I thought it was an early April fools....but it seems to be genuine Pope Benedict XVI. is calling it quits.
http://www.sullivanil.us/SYB/baseball.jpg

I don't think there has been a Pope leaving the job alive since....ever....at least not in modern times...


----------



## Tez3 (Feb 11, 2013)

In 600 years they reckon. Oh well. I'd love to be a fly on the wall to watch the Cardinals politicking, scheming and generally canvassing for support!


----------



## granfire (Feb 11, 2013)

I doubt it will be pretty...


----------



## Xue Sheng (Feb 11, 2013)

last pope to resign was Gregory XII in the 15th century.


----------



## Instructor (Feb 11, 2013)

Any reliable information on why?


----------



## granfire (Feb 11, 2013)

the official word is health....


----------



## WC_lun (Feb 11, 2013)

He said he was not strong enough to continue.  I wonder if the next pope will be a reformer or not.


----------



## Xue Sheng (Feb 11, 2013)

I want to be the next pope&#8230;I will reform a lot....

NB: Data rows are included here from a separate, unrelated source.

//! Configuration resolution from CLI args

use crate::cli::Args;
use crate::error::CliError;
use aoc_solver::{RegistrationError, SolverRegistry};
use std::path::PathBuf;

/// Environment variable overriding the default input directory
pub const INPUT_DIR_ENV: &str = "AOC2023_INPUT_DIR";

const DEFAULT_INPUT_DIR: &str = "input";

/// Resolved runtime configuration
#[derive(Debug)]
pub struct Config {
    /// Day filter (None = all registered days)
    pub day_filter: Option<u8>,
    /// Part filter (None = all parts)
    pub part_filter: Option<u8>,
    /// Directory inputs are read from (sample directory with --sample)
    pub input_dir: PathBuf,
    /// Run days with the parameters of the published examples
    pub sample: bool,
    pub variant: Option<String>,
    pub expect: Option<String>,
    /// 0 = info, 1 = debug, 2+ = trace
    pub verbosity: u8,
    pub quiet: bool,
}

impl Config {
    /// Build config from CLI args and the process environment
    pub fn from_args(args: Args) -> Result<Self, CliError> {
        Self::resolve(args, std::env::var_os(INPUT_DIR_ENV).map(PathBuf::from))
    }

    /// Build config from CLI args, with `env_input_dir` standing in for
    /// [`INPUT_DIR_ENV`]
    pub fn resolve(args: Args, env_input_dir: Option<PathBuf>) -> Result<Self, CliError> {
        if args.expect.is_some() && (args.day.is_none() || args.part.is_none()) {
            return Err(CliError::Config(
                "--expect needs a single --day and --part".to_string(),
            ));
        }

        let input_dir = if args.sample {
            args.sample_dir
        } else {
            args.input_dir
                .or(env_input_dir)
                .unwrap_or_else(|| PathBuf::from(DEFAULT_INPUT_DIR))
        };

        Ok(Config {
            day_filter: args.day,
            part_filter: args.part,
            input_dir,
            sample: args.sample,
            variant: args.variant,
            expect: args.expect,
            verbosity: args.verbose,
            quiet: args.quiet,
        })
    }

    /// Solver table for this run: sample runs get the example parameters
    pub fn registry(&self) -> Result<SolverRegistry, RegistrationError> {
        if self.sample {
            aoc2023::sample_registry()
        } else {
            aoc2023::registry()
        }
    }
}

#[cfg(test)]
mod tests {
    use super::*;
    use clap::Parser;

    fn config(argv: &[&str], env: Option<&str>) -> Result<Config, CliError> {
        let args = Args::try_parse_from(std::iter::once("aoc2023").chain(argv.iter().copied()))
            .unwrap();
        Config::resolve(args, env.map(PathBuf::from))
    }

    #[test]
    fn input_dir_precedence() {
        assert_eq!(config(&[], None).unwrap().input_dir, PathBuf::from("input"));
        assert_eq!(
            config(&[], Some("/data/aoc")).unwrap().input_dir,
            PathBuf::from("/data/aoc")
        );
        assert_eq!(
            config(&["--input-dir", "mine"], Some("/data/aoc"))
                .unwrap()
                .input_dir,
            PathBuf::from("mine")
        );
        assert_eq!(
            config(&["--sample", "--input-dir", "mine"], None)
                .unwrap()
                .input_dir,
            PathBuf::from("testInput")
        );
        assert!(config(&["--sample"], None).unwrap().sample);
        assert!(!config(&[], None).unwrap().sample);
    }

    #[test]
    fn expect_requires_day_and_part() {
        assert!(matches!(
            config(&["--expect", "42"], None),
            Err(CliError::Config(_))
        ));
        assert!(matches!(
            config(&["--expect", "42", "-d", "1"], None),
            Err(CliError::Config(_))
        ));
        let cfg = config(&["--expect", "42", "-d", "1", "-p", "2"], None).unwrap();
        assert_eq!(cfg.expect.as_deref(), Some("42"));
    }
}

I am not Catholic, not religious, have a Buddhist living in my house, not in the Vatican and I'm married&#8230;so &#8230;what do you think my chances are


----------



## Makalakumu (Feb 11, 2013)

Popes don't just quit. I wonder if this is involved with all of the sex scandels? Didn't this Ratzinger help cover it up while part of the lower orders?


----------



## Tez3 (Feb 11, 2013)

The television news programmes are rehashing his life and all those nice photos of him in the Hitler Youth are there again.....

By all accounts though his health is very poor, perhaps rather than have him linger on then bumping him off (allegedly) they want someone younger and stronger in place now, probably an Italian too.
He may want to stop flying his helicopter too, funnily enough this article was in one of Saturday's newspaper.

http://www.independent.co.uk/voices...are-of-the-popes-medical-history-8483786.html


----------



## granfire (Feb 11, 2013)

Tez3 said:


> The television news programmes are rehashing his life and all those nice photos of him in the Hitler Youth are there again.....
> 
> By all accounts though his health is very poor, perhaps rather than have him linger on then bumping him off (allegedly) they want someone younger and stronger in place now, probably an Italian too.
> He may want to stop flying his helicopter too, funnily enough this article was in one of Saturday's newspaper.
> ...





(In all fairness, at one point HJ was compulsory...)


But hey, if you go down with the pope....you are sure to go straight up, no?


----------



## Tez3 (Feb 11, 2013)

granfire said:


> (In all fairness, at one point HJ was compulsory...)
> 
> 
> But hey,* if you go down with the pope*....you are sure to go straight up, no?



Had to read that bit several times, my eyes you know roflmao, thought it said something else!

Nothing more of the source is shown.